– Я привык верить, профессор, что ваши поступки рациональны, однако любой скептик сейчас сделал бы вывод, что вы ворожите против нечистой силы.
– Возможно, так оно и есть, – спокойно ответил он и принялся плести ожерелье…
Перед тем как Люси приготовилась лечь в постель, профессор надел ей на шею ожерелье из чеснока и сказал:
– Не порвите его, не открывайте ни окон, ни дверей, даже если в комнате станет душно.
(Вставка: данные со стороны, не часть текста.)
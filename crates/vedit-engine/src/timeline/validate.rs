//! Timeline validation.
//!
//! Unlike the other engine operations, validation deliberately aggregates
//! every violation instead of failing fast, so a UI can show all problems
//! at once.

use serde::{Deserialize, Serialize};
use vedit_models::Clip;

/// Result of validating a clip collection.
#[derive(Debug, Clone, PartialEq, Serialize, Deserialize)]
pub struct ValidationReport {
    pub valid: bool,
    pub errors: Vec<String>,
}

impl ValidationReport {
    fn ok() -> Self {
        Self {
            valid: true,
            errors: Vec::new(),
        }
    }
}

/// Validate every clip in the collection, collecting all violations.
pub fn validate(clips: &[Clip]) -> ValidationReport {
    let mut report = ValidationReport::ok();

    for clip in clips {
        if clip.start_time < 0.0 {
            report.errors.push(format!(
                "Clip {}: start time {} is negative",
                clip.id, clip.start_time
            ));
        }

        if clip.end_time <= clip.start_time {
            report.errors.push(format!(
                "Clip {}: end time {} is not after start time {}",
                clip.id, clip.end_time, clip.start_time
            ));
        }

        if clip.duration != clip.end_time - clip.start_time {
            report.errors.push(format!(
                "Clip {}: duration {} does not equal end - start ({})",
                clip.id,
                clip.duration,
                clip.end_time - clip.start_time
            ));
        }

        if clip.clip_type.requires_source() && clip.source.is_none() {
            report.errors.push(format!(
                "Clip {}: {} clips require a source reference",
                clip.id, clip.clip_type
            ));
        }

        if !(0.0..=2.0).contains(&clip.volume) {
            report.errors.push(format!(
                "Clip {}: volume {} is outside 0.0-2.0",
                clip.id, clip.volume
            ));
        }
    }

    report.valid = report.errors.is_empty();
    report
}
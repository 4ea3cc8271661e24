//! Service error types.

use thiserror::Error;
use vedit_engine::EngineError;
use vedit_models::VideoId;

pub type ServiceResult<T> = Result<T, ServiceError>;

#[derive(Debug, Error)]
pub enum ServiceError {
    #[error("Engine error: {0}")]
    Engine(#[from] EngineError),

    #[error("Project not found: {0}")]
    ProjectNotFound(VideoId),

    #[error("Job failed: {0}")]
    JobFailed(String),

    #[error("Executor unavailable: {0}")]
    ExecutorUnavailable(String),

    #[error("Serialization error: {0}")]
    Serialization(#[from] serde_json::Error),

    #[error("IO error: {0}")]
    Io(#[from] std::io::Error),
}

impl ServiceError {
    pub fn job_failed(msg: impl Into<String>) -> Self {
        Self::JobFailed(msg.into())
    }

    pub fn executor_unavailable(msg: impl Into<String>) -> Self {
        Self::ExecutorUnavailable(msg.into())
    }

    /// Check if the failure is an input problem the caller can fix.
    ///
    /// Engine errors are deterministic validation failures; retrying the
    /// same job cannot succeed.
    pub fn is_input_error(&self) -> bool {
        matches!(
            self,
            ServiceError::Engine(_) | ServiceError::ProjectNotFound(_)
        )
    }
}
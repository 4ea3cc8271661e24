//! Automatic clip arrangement.

use std::collections::HashMap;

use tracing::debug;
use vedit_models::Clip;

/// Shift clips forward so no two clips on the same track overlap.
///
/// Clips are processed in ascending `start_time` order (stable: ties keep
/// their original order). One cursor per track remembers the last occupied
/// end time; a clip starting before its track's cursor is shifted forward
/// by exactly the shortfall, preserving its duration. Clips that already
/// fit are untouched, which makes the operation idempotent.
pub fn auto_arrange(clips: &[Clip]) -> Vec<Clip> {
    let mut order: Vec<usize> = (0..clips.len()).collect();
    order.sort_by(|&a, &b| {
        clips[a]
            .start_time
            .partial_cmp(&clips[b].start_time)
            .unwrap_or(std::cmp::Ordering::Equal)
    });

    let mut cursors: HashMap<u32, f64> = HashMap::new();
    let mut arranged: Vec<Option<Clip>> = vec![None; clips.len()];
    let mut shifted = 0usize;

    for idx in order {
        let mut clip = clips[idx].clone();
        let cursor = cursors.entry(clip.track_index).or_insert(0.0);

        if clip.start_time < *cursor {
            let shift = *cursor - clip.start_time;
            clip.start_time += shift;
            clip.end_time += shift;
            shifted += 1;
        }

        *cursor = clip.end_time;
        arranged[idx] = Some(clip);
    }

    if shifted > 0 {
        debug!(shifted, total = clips.len(), "Auto-arrange moved clips");
    }

    arranged.into_iter().flatten().collect()
}
//! Per-frame gaze blending and temporal smoothing.

use vedit_models::{BlinkInterval, EyeTrackingFrame, GazeConfig, Vec3};

use crate::error::{EngineError, EngineResult};

/// Direction from the midpoint of the two eyes toward `target`, normalized.
///
/// Fails with [`EngineError::GazeDegenerate`] when the target coincides with
/// the eye midpoint (zero-length direction).
pub fn calculate_gaze_to_target(
    left_eye: &Vec3,
    right_eye: &Vec3,
    target: &Vec3,
) -> EngineResult<Vec3> {
    let midpoint = left_eye.midpoint(right_eye);
    target
        .sub(&midpoint)
        .normalized()
        .ok_or(EngineError::GazeDegenerate)
}

/// Blend the original gaze toward the desired gaze:
/// `original * (1 - strength) + desired * strength`.
pub fn blend(original: &Vec3, desired: &Vec3, strength: f64) -> Vec3 {
    original.blend(desired, strength.clamp(0.0, 1.0))
}

/// First-order recursive smoothing:
/// `previous * smoothing + current * (1 - smoothing)`.
///
/// `previous` is the prior frame's already-corrected output, not its raw
/// input; applying this per frame yields a recursive filter, not a
/// windowed average.
pub fn smooth(previous: &Vec3, current: &Vec3, smoothing: f64) -> Vec3 {
    let smoothing = smoothing.clamp(0.0, 1.0);
    previous.blend(current, 1.0 - smoothing)
}

/// Correct a frame sequence toward the configured target.
///
/// Frames are processed in ascending timestamp order. Each frame's desired
/// gaze is blended with `correction_strength`, then smoothed against the
/// previous corrected frame. A zero correction strength is a no-op and
/// returns the input unchanged.
pub fn correct_sequence(frames: &[EyeTrackingFrame], config: &GazeConfig) -> Vec<EyeTrackingFrame> {
    correct_sequence_skipping(frames, config, &[])
}

/// [`correct_sequence`] variant that leaves frames inside the given blink
/// intervals uncorrected. Skipped frames keep their original gaze and still
/// feed the smoothing recursion, so correction ramps back in smoothly after
/// a blink.
pub fn correct_sequence_skipping(
    frames: &[EyeTrackingFrame],
    config: &GazeConfig,
    blinks: &[BlinkInterval],
) -> Vec<EyeTrackingFrame> {
    if config.correction_strength == 0.0 {
        return frames.to_vec();
    }

    let mut order: Vec<usize> = (0..frames.len()).collect();
    order.sort_by(|&a, &b| {
        frames[a]
            .timestamp
            .partial_cmp(&frames[b].timestamp)
            .unwrap_or(std::cmp::Ordering::Equal)
    });

    let mut corrected: Vec<Option<EyeTrackingFrame>> = vec![None; frames.len()];
    let mut previous: Option<Vec3> = None;

    for idx in order {
        let frame = &frames[idx];

        let gaze = if blinks.iter().any(|b| b.contains(frame.timestamp)) {
            frame.gaze_direction
        } else {
            let desired = match calculate_gaze_to_target(
                &frame.left_eye,
                &frame.right_eye,
                &config.target_position,
            ) {
                Ok(direction) => direction,
                // Degenerate geometry: hold the previous corrected direction,
                // or straight-ahead when there is none yet
                Err(_) => previous.unwrap_or(Vec3::FORWARD),
            };

            let blended = blend(&frame.gaze_direction, &desired, config.correction_strength);
            match previous {
                Some(prev) => smooth(&prev, &blended, config.smoothing),
                None => blended,
            }
        };

        previous = Some(gaze);
        corrected[idx] = Some(frame.with_gaze(gaze));
    }

    corrected.into_iter().flatten().collect()
}

#[cfg(test)]
mod tests {
    use super::*;

    fn frame(timestamp: f64, gaze: Vec3, confidence: f64) -> EyeTrackingFrame {
        EyeTrackingFrame {
            timestamp,
            frame_number: (timestamp * 30.0) as u64,
            left_eye: Vec3::new(-0.03, 0.0, 0.0),
            right_eye: Vec3::new(0.03, 0.0, 0.0),
            gaze_direction: gaze,
            confidence,
            head_pose: None,
        }
    }

    fn config(strength: f64, smoothing: f64) -> GazeConfig {
        GazeConfig {
            target_position: Vec3::new(0.0, 0.0, 1.0),
            correction_strength: strength,
            smoothing,
            preserve_blinking: false,
            framerate: 30,
        }
    }

    #[test]
    fn test_gaze_to_target_is_unit() {
        let gaze = calculate_gaze_to_target(
            &Vec3::new(-0.03, 0.0, 0.0),
            &Vec3::new(0.03, 0.0, 0.0),
            &Vec3::new(0.0, 1.0, 1.0),
        )
        .unwrap();
        assert!((gaze.magnitude() - 1.0).abs() < 1e-12);
        assert!(gaze.y > 0.0 && gaze.z > 0.0);
    }

    #[test]
    fn test_gaze_to_target_degenerate() {
        let err = calculate_gaze_to_target(
            &Vec3::new(-1.0, 0.0, 0.0),
            &Vec3::new(1.0, 0.0, 0.0),
            &Vec3::new(0.0, 0.0, 0.0),
        )
        .unwrap_err();
        assert_eq!(err, EngineError::GazeDegenerate);
    }

    #[test]
    fn test_blend_endpoints() {
        let original = Vec3::new(1.0, 0.0, 0.0);
        let desired = Vec3::new(0.0, 0.0, 1.0);
        assert_eq!(blend(&original, &desired, 0.0), original);
        assert_eq!(blend(&original, &desired, 1.0), desired);
    }

    #[test]
    fn test_zero_strength_is_noop() {
        let frames = vec![
            frame(0.0, Vec3::new(0.3, 0.1, 0.9), 0.9),
            frame(0.1, Vec3::new(0.2, 0.0, 0.95), 0.9),
        ];
        let out = correct_sequence(&frames, &config(0.0, 0.7));
        assert_eq!(out, frames);
    }

    #[test]
    fn test_full_strength_no_smoothing_hits_target() {
        let frames = vec![
            frame(0.0, Vec3::new(0.5, 0.0, 0.5), 0.9),
            frame(0.1, Vec3::new(-0.5, 0.2, 0.5), 0.9),
        ];
        let cfg = config(1.0, 0.0);
        let out = correct_sequence(&frames, &cfg);

        for (input, output) in frames.iter().zip(&out) {
            let desired = calculate_gaze_to_target(
                &input.left_eye,
                &input.right_eye,
                &cfg.target_position,
            )
            .unwrap();
            assert!(output.gaze_direction.distance(&desired) < 1e-12);
        }
    }

    #[test]
    fn test_smoothing_uses_previous_corrected_output() {
        let frames = vec![
            frame(0.0, Vec3::new(1.0, 0.0, 0.0), 0.9),
            frame(0.1, Vec3::new(1.0, 0.0, 0.0), 0.9),
        ];
        let cfg = config(1.0, 0.5);
        let out = correct_sequence(&frames, &cfg);

        let desired = calculate_gaze_to_target(
            &frames[0].left_eye,
            &frames[0].right_eye,
            &cfg.target_position,
        )
        .unwrap();
        // First frame has no predecessor: pure blend
        assert!(out[0].gaze_direction.distance(&desired) < 1e-12);
        // Second frame: prev * 0.5 + blended * 0.5; blended equals desired,
        // and prev equals desired, so the output stays at desired
        assert!(out[1].gaze_direction.distance(&desired) < 1e-12);
    }

    #[test]
    fn test_smoothing_recursion_not_windowed() {
        let frames = vec![
            frame(0.0, Vec3::new(0.0, 0.0, 1.0), 0.9),
            frame(0.1, Vec3::new(1.0, 0.0, 0.0), 0.9),
            frame(0.2, Vec3::new(1.0, 0.0, 0.0), 0.9),
        ];
        // Zero strength would be a no-op; use a tiny strength so blending
        // barely moves the gaze and smoothing dominates
        let cfg = config(1e-9, 0.5);
        let out = correct_sequence(&frames, &cfg);

        // Frame 1: ~0.5*(0,0,1) + 0.5*(1,0,0)
        assert!((out[1].gaze_direction.x - 0.5).abs() < 1e-6);
        // Frame 2 smooths against frame 1's *output* (x=0.5), not its raw
        // input (x=1.0): 0.5*0.5 + 0.5*1.0 = 0.75
        assert!((out[2].gaze_direction.x - 0.75).abs() < 1e-6);
    }

    #[test]
    fn test_frames_processed_in_timestamp_order() {
        let a = frame(0.1, Vec3::new(1.0, 0.0, 0.0), 0.9);
        let b = frame(0.0, Vec3::new(0.0, 1.0, 0.0), 0.9);
        let shuffled = vec![a.clone(), b.clone()];
        let sorted = vec![b, a];

        let cfg = config(0.5, 0.5);
        let out_shuffled = correct_sequence(&shuffled, &cfg);
        let out_sorted = correct_sequence(&sorted, &cfg);

        // Same frames, same corrections, independent of input order
        assert!(out_shuffled[0]
            .gaze_direction
            .distance(&out_sorted[1].gaze_direction)
            .abs()
            < 1e-12);
        assert!(out_shuffled[1]
            .gaze_direction
            .distance(&out_sorted[0].gaze_direction)
            .abs()
            < 1e-12);
    }

    #[test]
    fn test_blink_frames_skipped() {
        let frames = vec![
            frame(0.0, Vec3::new(0.4, 0.0, 0.9), 0.9),
            frame(0.1, Vec3::new(0.4, 0.0, 0.9), 0.1),
            frame(0.2, Vec3::new(0.4, 0.0, 0.9), 0.9),
        ];
        let blinks = vec![BlinkInterval {
            start: 0.1,
            end: 0.1,
        }];
        let out = correct_sequence_skipping(&frames, &config(1.0, 0.0), &blinks);

        assert_eq!(out[1].gaze_direction, frames[1].gaze_direction);
        assert_ne!(out[0].gaze_direction, frames[0].gaze_direction);
        assert_ne!(out[2].gaze_direction, frames[2].gaze_direction);
    }

    #[test]
    fn test_degenerate_target_holds_previous() {
        // Target sits exactly at the eye midpoint: direction is undefined
        let mut f0 = frame(0.0, Vec3::new(0.2, 0.0, 0.9), 0.9);
        f0.left_eye = Vec3::new(-1.0, 0.0, 1.0);
        f0.right_eye = Vec3::new(1.0, 0.0, 1.0);

        let cfg = GazeConfig {
            target_position: Vec3::new(0.0, 0.0, 1.0),
            correction_strength: 1.0,
            smoothing: 0.0,
            preserve_blinking: false,
            framerate: 30,
        };
        let out = correct_sequence(&[f0], &cfg);
        // No previous frame: falls back to straight-ahead, never NaN
        assert_eq!(out[0].gaze_direction, Vec3::FORWARD);
        assert!(out[0].gaze_direction.is_finite());
    }
}
//! Caption serialization.

use std::fmt;
use std::str::FromStr;

use vedit_models::timestamp::{format_srt_timestamp, format_vtt_timestamp};
use vedit_models::SubtitleEntry;

use crate::error::{EngineError, EngineResult};

/// Supported caption output formats.
#[derive(Debug, Clone, Copy, PartialEq, Eq)]
pub enum SubtitleFormat {
    Srt,
    Vtt,
    Txt,
    Json,
}

impl FromStr for SubtitleFormat {
    type Err = EngineError;

    fn from_str(s: &str) -> Result<Self, Self::Err> {
        match s.to_lowercase().as_str() {
            "srt" => Ok(Self::Srt),
            "vtt" => Ok(Self::Vtt),
            "txt" => Ok(Self::Txt),
            "json" => Ok(Self::Json),
            other => Err(EngineError::unsupported_format(other)),
        }
    }
}

impl fmt::Display for SubtitleFormat {
    fn fmt(&self, f: &mut fmt::Formatter<'_>) -> fmt::Result {
        let name = match self {
            Self::Srt => "srt",
            Self::Vtt => "vtt",
            Self::Txt => "txt",
            Self::Json => "json",
        };
        write!(f, "{name}")
    }
}

/// Serialize caption entries in the requested format.
///
/// Entries are emitted in the order given; empty input produces an empty
/// document (for VTT, just the header).
pub fn export_subtitles(entries: &[SubtitleEntry], format: SubtitleFormat) -> EngineResult<String> {
    match format {
        SubtitleFormat::Srt => Ok(export_srt(entries)),
        SubtitleFormat::Vtt => Ok(export_vtt(entries)),
        SubtitleFormat::Txt => Ok(export_txt(entries)),
        SubtitleFormat::Json => serde_json::to_string_pretty(entries)
            .map_err(|e| EngineError::unsupported_format(format!("json: {e}"))),
    }
}

fn export_srt(entries: &[SubtitleEntry]) -> String {
    let mut out = String::new();
    for (index, entry) in entries.iter().enumerate() {
        out.push_str(&format!(
            "{}\n{} --> {}\n{}\n\n",
            index + 1,
            format_srt_timestamp(entry.start),
            format_srt_timestamp(entry.end),
            entry.text
        ));
    }
    out
}

fn export_vtt(entries: &[SubtitleEntry]) -> String {
    let mut out = String::from("WEBVTT\n\n");
    for entry in entries {
        out.push_str(&format!(
            "{} --> {}\n{}\n\n",
            format_vtt_timestamp(entry.start),
            format_vtt_timestamp(entry.end),
            entry.text
        ));
    }
    out
}

fn export_txt(entries: &[SubtitleEntry]) -> String {
    let mut out = String::new();
    for entry in entries {
        out.push_str(&entry.text);
        out.push('\n');
    }
    out
}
– Обещаю, – сонно пробормотала Люси…
Мы уехали в кебе, ожидавшем меня на улице. Ван Хельсинг откинулся на сиденье и вздохнул:
– Сегодня я могу спать спокойно, мне это крайне необходимо: дорога, книги, бесконечные вопросы. Ночью снова пришлось поработать, не смыкая глаз… Завтра рано утром приходи ко мне, и мы вместе отправимся к нашей красавице, которая, надеюсь, наконец перестанет нас тревожить.
Глава 11
12 сентября
Как все добры ко мне! Доктор ван Хельсинг очень мил. Почему он сердился из-за этих цветов? Впрочем, мне с ними стало как-то лучше. Меня уже не страшит одиночество, и я могу спокойно встретить ночь. Не стану обращать внимание на хлопанье крыльев за окном… В последние сутки мне стоило такого труда уснуть! Ведь есть же в мире люди, чья жизнь проходит без кошмаров… Раньше я не любила запаха чеснока, но сегодня он мне даже приятен! Я чувствую, что мне хорошо.
13 сентября
Ван Хельсинга я застал уже на ногах. Кеб, заказанный в гостинице, ожидал у дверей. Профессор прихватил с собою свой саквояж, с которым никогда не расстается.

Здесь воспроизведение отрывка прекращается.